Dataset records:
◇ ◇ ◇

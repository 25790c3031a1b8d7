// TfL unified API, line arrivals:
// https://api.tfl.gov.uk/Line/dlr/Arrivals
// yields a flat JSON array of "Prediction" objects, one per (train, station)
// pair, with no paging and no auth needed at this request rate.
extern crate anyhow;
extern crate chrono;
extern crate chrono_tz;
extern crate reqwest;
extern crate serde_json;

use anyhow::Context;
use crate::result;

pub const DLR_ARRIVALS_URL: &str = "https://api.tfl.gov.uk/Line/dlr/Arrivals";

const USER_AGENT: &str = concat!("dlrmap/", env!("CARGO_PKG_VERSION"));
const INVALID_TIMESTAMP: &str = "Invalid Date";

pub type FetchFn = Box<dyn FnMut(&str) -> result::DlrMapResult<String> + Send>;

#[derive(Debug, Clone, PartialEq)]
pub enum RawTimestamp {
    Missing,
    EpochMillis(f64),
    Text(String),
}

impl Default for RawTimestamp {
    fn default() -> RawTimestamp {
        return RawTimestamp::Missing;
    }
}

// Largest |millis| a date may be, +/- 100,000,000 days around the epoch.
const MAX_EPOCH_MILLIS: f64 = 8.64e15;

/// A prediction as shown on the map: the raw timestamp has been turned into
/// a wall-clock string, everything else is passed through.
#[derive(Serialize, Debug, Clone, PartialEq)]
#[serde(rename_all = "camelCase")]
pub struct Arrival {
    pub id: String,
    pub station_name: String,
    pub direction: String,
    pub platform_name: String,
    pub destination_name: String,
    pub timestamp: String,
    pub time_to_station: f64,
    pub expected_arrival: String,
}

impl Arrival {
    pub fn is_inbound(&self) -> bool {
        return self.direction == "inbound";
    }
}

/// Formats as e.g. "03:03:09 PM" in `tz`. Unparseable input becomes
/// "Invalid Date" rather than an error.
pub fn format_timestamp(raw: &RawTimestamp, tz: chrono_tz::Tz) -> String {
    use chrono::TimeZone;

    let instant = match *raw {
        RawTimestamp::Missing => None,
        RawTimestamp::EpochMillis(millis) if millis.is_finite() && millis.abs() <= MAX_EPOCH_MILLIS =>
            chrono::Utc.timestamp_millis_opt(millis.trunc() as i64).single(),
        RawTimestamp::EpochMillis(_) => None,
        RawTimestamp::Text(ref text) => parse_text_timestamp(text.trim(), tz),
    };

    return match instant {
        Some(instant) => instant.with_timezone(&tz).format("%I:%M:%S %p").to_string(),
        None => INVALID_TIMESTAMP.to_string(),
    };
}

fn parse_text_timestamp(text: &str, tz: chrono_tz::Tz) -> Option<chrono::DateTime<chrono::Utc>> {
    use chrono::TimeZone;

    if let Ok(with_offset) = chrono::DateTime::parse_from_rfc3339(text) {
        return Some(with_offset.with_timezone(&chrono::Utc));
    }

    // A bare date is midnight UTC.
    if let Ok(date) = chrono::NaiveDate::parse_from_str(text, "%Y-%m-%d") {
        return Some(chrono::Utc.from_utc_datetime(&date.and_hms_opt(0, 0, 0)?));
    }

    // No offset: read as wall-clock time in the display zone. Across a
    // fall-back transition the first of the two instants is used.
    let naive = chrono::NaiveDateTime::parse_from_str(text, "%Y-%m-%dT%H:%M:%S%.f")
        .or_else(|_| chrono::NaiveDateTime::parse_from_str(text, "%Y-%m-%dT%H:%M"))
        .ok()?;
    return tz.from_local_datetime(&naive)
        .earliest()
        .map(|local| local.with_timezone(&chrono::Utc));
}

// Field readers for one Prediction object. A field of the wrong type never
// fails the record; it degrades the same way a loosely typed client would.
fn text_field(prediction: &serde_json::Value, name: &str) -> String {
    return match prediction.get(name) {
        Some(serde_json::Value::String(text)) => text.clone(),
        Some(serde_json::Value::Number(number)) => number.to_string(),
        Some(serde_json::Value::Bool(flag)) => flag.to_string(),
        _ => String::new(),
    };
}

// null counts as zero, anything that isn't a number (or a numeric string)
// is NaN.
fn seconds_field(prediction: &serde_json::Value, name: &str) -> f64 {
    return match prediction.get(name) {
        Some(serde_json::Value::Null) => 0.0,
        Some(serde_json::Value::Number(number)) => number.as_f64().unwrap_or(std::f64::NAN),
        Some(serde_json::Value::Bool(flag)) => if *flag { 1.0 } else { 0.0 },
        Some(serde_json::Value::String(text)) if text.trim().is_empty() => 0.0,
        Some(serde_json::Value::String(text)) => text.trim().parse().unwrap_or(std::f64::NAN),
        _ => std::f64::NAN,
    };
}

fn timestamp_field(prediction: &serde_json::Value, name: &str) -> RawTimestamp {
    return match prediction.get(name) {
        None => RawTimestamp::Missing,
        Some(serde_json::Value::Null) => RawTimestamp::EpochMillis(0.0),
        Some(serde_json::Value::Number(number)) =>
            RawTimestamp::EpochMillis(number.as_f64().unwrap_or(std::f64::NAN)),
        Some(serde_json::Value::String(text)) => RawTimestamp::Text(text.clone()),
        Some(_) => RawTimestamp::Missing,
    };
}

// Everything else in a Prediction ($type, naptanId, timing, ...) is ignored.
fn normalize(prediction: &serde_json::Value, tz: chrono_tz::Tz) -> Arrival {
    return Arrival{
        id: text_field(prediction, "id"),
        station_name: text_field(prediction, "stationName"),
        direction: text_field(prediction, "direction"),
        platform_name: text_field(prediction, "platformName"),
        destination_name: text_field(prediction, "destinationName"),
        timestamp: format_timestamp(&timestamp_field(prediction, "timestamp"), tz),
        time_to_station: seconds_field(prediction, "timeToStation"),
        expected_arrival: text_field(prediction, "expectedArrival"),
    };
}

/// Only a body that isn't a JSON array is an error. Individual records are
/// read field by field, so one odd prediction can't hide the others.
pub fn parse_arrivals(response_body: &str, tz: chrono_tz::Tz) -> result::DlrMapResult<Vec<Arrival>> {
    let predictions: Vec<serde_json::Value> = serde_json::from_str(response_body)
        .context("while parsing arrivals json")?;

    return Ok(predictions.iter().map(|p| normalize(p, tz)).collect());
}

pub fn fetch_arrivals(url: &str, tz: chrono_tz::Tz, fetch_fn: &mut FetchFn) -> result::DlrMapResult<Vec<Arrival>> {
    let response_body = fetch_fn(url)?;
    return parse_arrivals(&response_body, tz);
}

pub fn real_fetch(url: &str) -> result::DlrMapResult<String> {
    debug!("Fetching {}", url);

    let client = reqwest::blocking::Client::new();
    let response = client.get(url)
        .header(reqwest::header::USER_AGENT, USER_AGENT)
        .header(reqwest::header::ACCEPT, "application/json")
        .send()
        .with_context(|| format!("while fetching url: {}", url))?
        .error_for_status()?;

    return Ok(response.text()?);
}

◇ ◇ ◇

**What the exercise asks**
Copy each line above where "client" appears.

**Your response**
// fails the record; it degrades the same way a loosely typed client would.
    let client = reqwest::blocking::Client::new();
    let response = client.get(url)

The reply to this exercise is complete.